Collected data entries —
##############################

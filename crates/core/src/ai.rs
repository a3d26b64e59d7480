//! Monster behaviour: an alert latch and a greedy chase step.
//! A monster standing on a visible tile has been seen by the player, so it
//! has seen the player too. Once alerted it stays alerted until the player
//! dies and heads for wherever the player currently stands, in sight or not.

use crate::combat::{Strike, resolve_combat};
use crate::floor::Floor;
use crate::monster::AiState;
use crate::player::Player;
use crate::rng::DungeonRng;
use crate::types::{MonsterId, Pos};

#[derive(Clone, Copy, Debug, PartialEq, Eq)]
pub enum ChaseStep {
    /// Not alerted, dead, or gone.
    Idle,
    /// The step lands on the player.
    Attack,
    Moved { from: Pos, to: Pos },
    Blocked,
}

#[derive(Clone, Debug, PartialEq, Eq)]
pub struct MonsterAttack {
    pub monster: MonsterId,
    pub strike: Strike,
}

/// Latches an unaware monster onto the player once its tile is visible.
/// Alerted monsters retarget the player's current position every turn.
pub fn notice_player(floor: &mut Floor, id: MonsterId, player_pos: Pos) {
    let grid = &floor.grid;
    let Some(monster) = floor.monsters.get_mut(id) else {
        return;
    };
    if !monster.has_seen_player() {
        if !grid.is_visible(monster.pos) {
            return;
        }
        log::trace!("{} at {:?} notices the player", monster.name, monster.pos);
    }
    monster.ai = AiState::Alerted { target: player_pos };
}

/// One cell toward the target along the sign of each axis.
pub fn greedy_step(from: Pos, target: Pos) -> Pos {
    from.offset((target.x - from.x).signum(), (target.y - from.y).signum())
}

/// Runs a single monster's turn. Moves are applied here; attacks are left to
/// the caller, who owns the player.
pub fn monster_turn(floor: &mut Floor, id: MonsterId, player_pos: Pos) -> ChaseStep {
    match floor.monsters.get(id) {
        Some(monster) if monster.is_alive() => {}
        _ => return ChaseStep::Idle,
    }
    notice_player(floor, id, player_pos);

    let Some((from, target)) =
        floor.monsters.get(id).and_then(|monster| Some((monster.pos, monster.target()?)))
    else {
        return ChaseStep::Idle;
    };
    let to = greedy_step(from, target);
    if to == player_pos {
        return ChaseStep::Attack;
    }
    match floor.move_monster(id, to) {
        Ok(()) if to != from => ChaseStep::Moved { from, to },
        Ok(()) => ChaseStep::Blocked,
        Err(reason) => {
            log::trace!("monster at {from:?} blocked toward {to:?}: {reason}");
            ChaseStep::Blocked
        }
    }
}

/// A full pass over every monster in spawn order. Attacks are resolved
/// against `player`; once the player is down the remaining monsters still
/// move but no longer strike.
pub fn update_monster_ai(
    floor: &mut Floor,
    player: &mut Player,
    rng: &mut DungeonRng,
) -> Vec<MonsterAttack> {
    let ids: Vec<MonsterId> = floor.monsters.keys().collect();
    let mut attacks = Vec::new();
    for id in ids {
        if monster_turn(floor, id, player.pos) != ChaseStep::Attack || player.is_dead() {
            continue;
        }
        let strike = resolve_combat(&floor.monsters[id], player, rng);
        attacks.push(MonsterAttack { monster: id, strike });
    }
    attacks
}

##############################

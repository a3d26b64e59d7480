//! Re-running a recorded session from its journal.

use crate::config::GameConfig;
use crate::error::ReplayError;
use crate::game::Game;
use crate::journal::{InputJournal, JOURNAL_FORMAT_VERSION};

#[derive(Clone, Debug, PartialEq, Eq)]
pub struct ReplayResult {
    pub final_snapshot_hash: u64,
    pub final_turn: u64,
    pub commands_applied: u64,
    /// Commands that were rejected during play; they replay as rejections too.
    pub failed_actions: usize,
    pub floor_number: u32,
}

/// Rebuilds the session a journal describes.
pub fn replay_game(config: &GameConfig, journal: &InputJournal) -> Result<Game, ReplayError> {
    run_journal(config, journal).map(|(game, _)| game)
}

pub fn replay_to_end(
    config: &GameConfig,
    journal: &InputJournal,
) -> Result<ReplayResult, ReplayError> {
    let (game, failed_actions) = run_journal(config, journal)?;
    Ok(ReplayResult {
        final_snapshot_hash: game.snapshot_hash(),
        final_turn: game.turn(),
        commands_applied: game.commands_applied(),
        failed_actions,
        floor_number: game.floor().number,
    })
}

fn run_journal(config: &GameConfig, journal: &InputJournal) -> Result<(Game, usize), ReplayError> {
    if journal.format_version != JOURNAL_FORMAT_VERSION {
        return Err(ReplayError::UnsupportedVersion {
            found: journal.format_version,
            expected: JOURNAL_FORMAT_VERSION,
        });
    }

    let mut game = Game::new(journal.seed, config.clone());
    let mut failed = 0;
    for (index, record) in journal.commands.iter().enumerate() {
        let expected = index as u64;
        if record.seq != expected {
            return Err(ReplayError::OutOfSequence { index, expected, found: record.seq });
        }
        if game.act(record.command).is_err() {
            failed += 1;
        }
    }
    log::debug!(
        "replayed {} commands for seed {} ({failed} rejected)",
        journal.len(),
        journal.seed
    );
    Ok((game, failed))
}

##############################

Exercise — Which lines above hold the string "ReplayError"? Copy each of them.

Exercise output —
use crate::error::ReplayError;
pub fn replay_game(config: &GameConfig, journal: &InputJournal) -> Result<Game, ReplayError> {
) -> Result<ReplayResult, ReplayError> {
fn run_journal(config: &GameConfig, journal: &InputJournal) -> Result<(Game, usize), ReplayError> {
        return Err(ReplayError::UnsupportedVersion {
            return Err(ReplayError::OutOfSequence { index, expected, found: record.seq });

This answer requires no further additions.